__PROBLEM STATEMENT__
Would you reproduce all of the entries below, character for character?

Stored items:
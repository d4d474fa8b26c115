// SPDX-License-Identifier: MIT OR Apache-2.0
// Copyright (c) 2025 dagflow contributors

//! Task definition structures
//!
//! A [`TaskDefinition`] is the reusable schema of a task (a "component"): its
//! typed inputs, ordered typed outputs, default resources and the body that
//! implements it. Definitions are instantiated into task nodes by the builder.

use serde::{Deserialize, Serialize};
use std::collections::BTreeMap;

use super::resources::ResourceProfile;
use crate::artifact::{DataType, ParamValue};

/// Declared input of a task
#[derive(Debug, Clone, PartialEq, Serialize, Deserialize)]
pub struct InputSpec {
    /// Input name (unique within the definition)
    pub name: String,

    /// Declared type
    #[serde(rename = "type")]
    pub data_type: DataType,

    /// Value used when the input is left unbound
    #[serde(default, skip_serializing_if = "Option::is_none")]
    pub default: Option<ParamValue>,
}

/// Declared output of a task
#[derive(Debug, Clone, PartialEq, Eq, Serialize, Deserialize)]
pub struct OutputSpec {
    /// Output name (unique within the definition)
    pub name: String,

    /// Declared type
    #[serde(rename = "type")]
    pub data_type: DataType,
}

/// External pipeline parameter declaration
#[derive(Debug, Clone, PartialEq, Serialize, Deserialize)]
pub struct ParameterSpec {
    pub name: String,

    #[serde(rename = "type")]
    pub data_type: DataType,

    /// Used when the parameter is not supplied at submission
    #[serde(default, skip_serializing_if = "Option::is_none")]
    pub default: Option<ParamValue>,
}

/// Reference to the code that implements a task
#[derive(Debug, Clone, PartialEq, Eq, Serialize, Deserialize)]
#[serde(tag = "type", rename_all = "lowercase")]
pub enum BodyRef {
    /// A body registered by name with the scheduler's body registry
    Registered {
        /// Registry name
        name: String,
    },

    /// Shell command
    Shell {
        /// Shell command to run
        command: String,

        /// Shell to use (sh, bash, etc.)
        #[serde(default = "default_shell")]
        shell: String,

        /// Extra environment variables
        #[serde(default, skip_serializing_if = "BTreeMap::is_empty")]
        env: BTreeMap<String, String>,
    },
}

fn default_shell() -> String {
    "sh".to_string()
}

impl BodyRef {
    pub fn registered(name: impl Into<String>) -> Self {
        Self::Registered { name: name.into() }
    }

    pub fn shell(command: impl Into<String>) -> Self {
        Self::Shell {
            command: command.into(),
            shell: default_shell(),
            env: BTreeMap::new(),
        }
    }

    /// Short human-readable description
    pub fn describe(&self) -> String {
        match self {
            Self::Registered { name } => format!("registered:{}", name),
            Self::Shell { shell, .. } => format!("shell:{}", shell),
        }
    }
}

/// Reusable schema of a task
#[derive(Debug, Clone, PartialEq, Serialize, Deserialize)]
pub struct TaskDefinition {
    /// Component name
    pub name: String,

    /// Component description
    #[serde(default, skip_serializing_if = "Option::is_none")]
    pub description: Option<String>,

    /// Typed inputs
    #[serde(default)]
    pub inputs: Vec<InputSpec>,

    /// Typed outputs, in declaration order
    #[serde(default)]
    pub outputs: Vec<OutputSpec>,

    /// Default resources for every task built from this definition
    #[serde(default, skip_serializing_if = "ResourceProfile::is_empty")]
    pub resources: ResourceProfile,

    /// Implementation
    pub body: BodyRef,
}

impl TaskDefinition {
    pub fn new(name: impl Into<String>, body: BodyRef) -> Self {
        Self {
            name: name.into(),
            description: None,
            inputs: Vec::new(),
            outputs: Vec::new(),
            resources: ResourceProfile::default(),
            body,
        }
    }

    pub fn description(mut self, text: impl Into<String>) -> Self {
        self.description = Some(text.into());
        self
    }

    /// Declare a required input
    pub fn input(mut self, name: impl Into<String>, data_type: DataType) -> Self {
        self.inputs.push(InputSpec {
            name: name.into(),
            data_type,
            default: None,
        });
        self
    }

    /// Declare an input with a default value
    pub fn input_with_default(
        mut self,
        name: impl Into<String>,
        data_type: DataType,
        default: impl Into<ParamValue>,
    ) -> Self {
        self.inputs.push(InputSpec {
            name: name.into(),
            data_type,
            default: Some(default.into()),
        });
        self
    }

    /// Declare an output
    pub fn output(mut self, name: impl Into<String>, data_type: DataType) -> Self {
        self.outputs.push(OutputSpec {
            name: name.into(),
            data_type,
        });
        self
    }

    pub fn resources(mut self, profile: ResourceProfile) -> Self {
        self.resources = profile;
        self
    }

    pub fn get_input(&self, name: &str) -> Option<&InputSpec> {
        self.inputs.iter().find(|i| i.name == name)
    }

    pub fn get_output(&self, name: &str) -> Option<&OutputSpec> {
        self.outputs.iter().find(|o| o.name == name)
    }
}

__EXERCISE RESULT__
repository d4d474fa8b26c115
// SPDX-License-Identifier: MIT OR Apache-2.0
// Copyright (c) 2025 dagflow contributors

//! Task definition structures
//!
//! A [`TaskDefinition`] is the reusable schema of a task (a "component"): its
//! typed inputs, ordered typed outputs, default resources and the body that
//! implements it. Definitions are instantiated into task nodes by the builder.

use serde::{Deserialize, Serialize};
use std::collections::BTreeMap;

use super::resources::ResourceProfile;
use crate::artifact::{DataType, ParamValue};

/// Declared input of a task
#[derive(Debug, Clone, PartialEq, Serialize, Deserialize)]
pub struct InputSpec {
    /// Input name (unique within the definition)
    pub name: String,

    /// Declared type
    #[serde(rename = "type")]
    pub data_type: DataType,

    /// Value used when the input is left unbound
    #[serde(default, skip_serializing_if = "Option::is_none")]
    pub default: Option<ParamValue>,
}

/// Declared output of a task
#[derive(Debug, Clone, PartialEq, Eq, Serialize, Deserialize)]
pub struct OutputSpec {
    /// Output name (unique within the definition)
    pub name: String,

    /// Declared type
    #[serde(rename = "type")]
    pub data_type: DataType,
}

/// External pipeline parameter declaration
#[derive(Debug, Clone, PartialEq, Serialize, Deserialize)]
pub struct ParameterSpec {
    pub name: String,

    #[serde(rename = "type")]
    pub data_type: DataType,

    /// Used when the parameter is not supplied at submission
    #[serde(default, skip_serializing_if = "Option::is_none")]
    pub default: Option<ParamValue>,
}

/// Reference to the code that implements a task
#[derive(Debug, Clone, PartialEq, Eq, Serialize, Deserialize)]
#[serde(tag = "type", rename_all = "lowercase")]
pub enum BodyRef {
    /// A body registered by name with the scheduler's body registry
    Registered {
        /// Registry name
        name: String,
    },

    /// Shell command
    Shell {
        /// Shell command to run
        command: String,

        /// Shell to use (sh, bash, etc.)
        #[serde(default = "default_shell")]
        shell: String,

        /// Extra environment variables
        #[serde(default, skip_serializing_if = "BTreeMap::is_empty")]
        env: BTreeMap<String, String>,
    },
}

fn default_shell() -> String {
    "sh".to_string()
}

impl BodyRef {
    pub fn registered(name: impl Into<String>) -> Self {
        Self::Registered { name: name.into() }
    }

    pub fn shell(command: impl Into<String>) -> Self {
        Self::Shell {
            command: command.into(),
            shell: default_shell(),
            env: BTreeMap::new(),
        }
    }

    /// Short human-readable description
    pub fn describe(&self) -> String {
        match self {
            Self::Registered { name } => format!("registered:{}", name),
            Self::Shell { shell, .. } => format!("shell:{}", shell),
        }
    }
}

/// Reusable schema of a task
#[derive(Debug, Clone, PartialEq, Serialize, Deserialize)]
pub struct TaskDefinition {
    /// Component name
    pub name: String,

    /// Component description
    #[serde(default, skip_serializing_if = "Option::is_none")]
    pub description: Option<String>,

    /// Typed inputs
    #[serde(default)]
    pub inputs: Vec<InputSpec>,

    /// Typed outputs, in declaration order
    #[serde(default)]
    pub outputs: Vec<OutputSpec>,

    /// Default resources for every task built from this definition
    #[serde(default, skip_serializing_if = "ResourceProfile::is_empty")]
    pub resources: ResourceProfile,

    /// Implementation
    pub body: BodyRef,
}

impl TaskDefinition {
    pub fn new(name: impl Into<String>, body: BodyRef) -> Self {
        Self {
            name: name.into(),
            description: None,
            inputs: Vec::new(),
            outputs: Vec::new(),
            resources: ResourceProfile::default(),
            body,
        }
    }

    pub fn description(mut self, text: impl Into<String>) -> Self {
        self.description = Some(text.into());
        self
    }

    /// Declare a required input
    pub fn input(mut self, name: impl Into<String>, data_type: DataType) -> Self {
        self.inputs.push(InputSpec {
            name: name.into(),
            data_type,
            default: None,
        });
        self
    }

    /// Declare an input with a default value
    pub fn input_with_default(
        mut self,
        name: impl Into<String>,
        data_type: DataType,
        default: impl Into<ParamValue>,
    ) -> Self {
        self.inputs.push(InputSpec {
            name: name.into(),
            data_type,
            default: Some(default.into()),
        });
        self
    }

    /// Declare an output
    pub fn output(mut self, name: impl Into<String>, data_type: DataType) -> Self {
        self.outputs.push(OutputSpec {
            name: name.into(),
            data_type,
        });
        self
    }

    pub fn resources(mut self, profile: ResourceProfile) -> Self {
        self.resources = profile;
        self
    }

    pub fn get_input(&self, name: &str) -> Option<&InputSpec> {
        self.inputs.iter().find(|i| i.name == name)
    }

    pub fn get_output(&self, name: &str) -> Option<&OutputSpec> {
        self.outputs.iter().find(|o| o.name == name)
    }
}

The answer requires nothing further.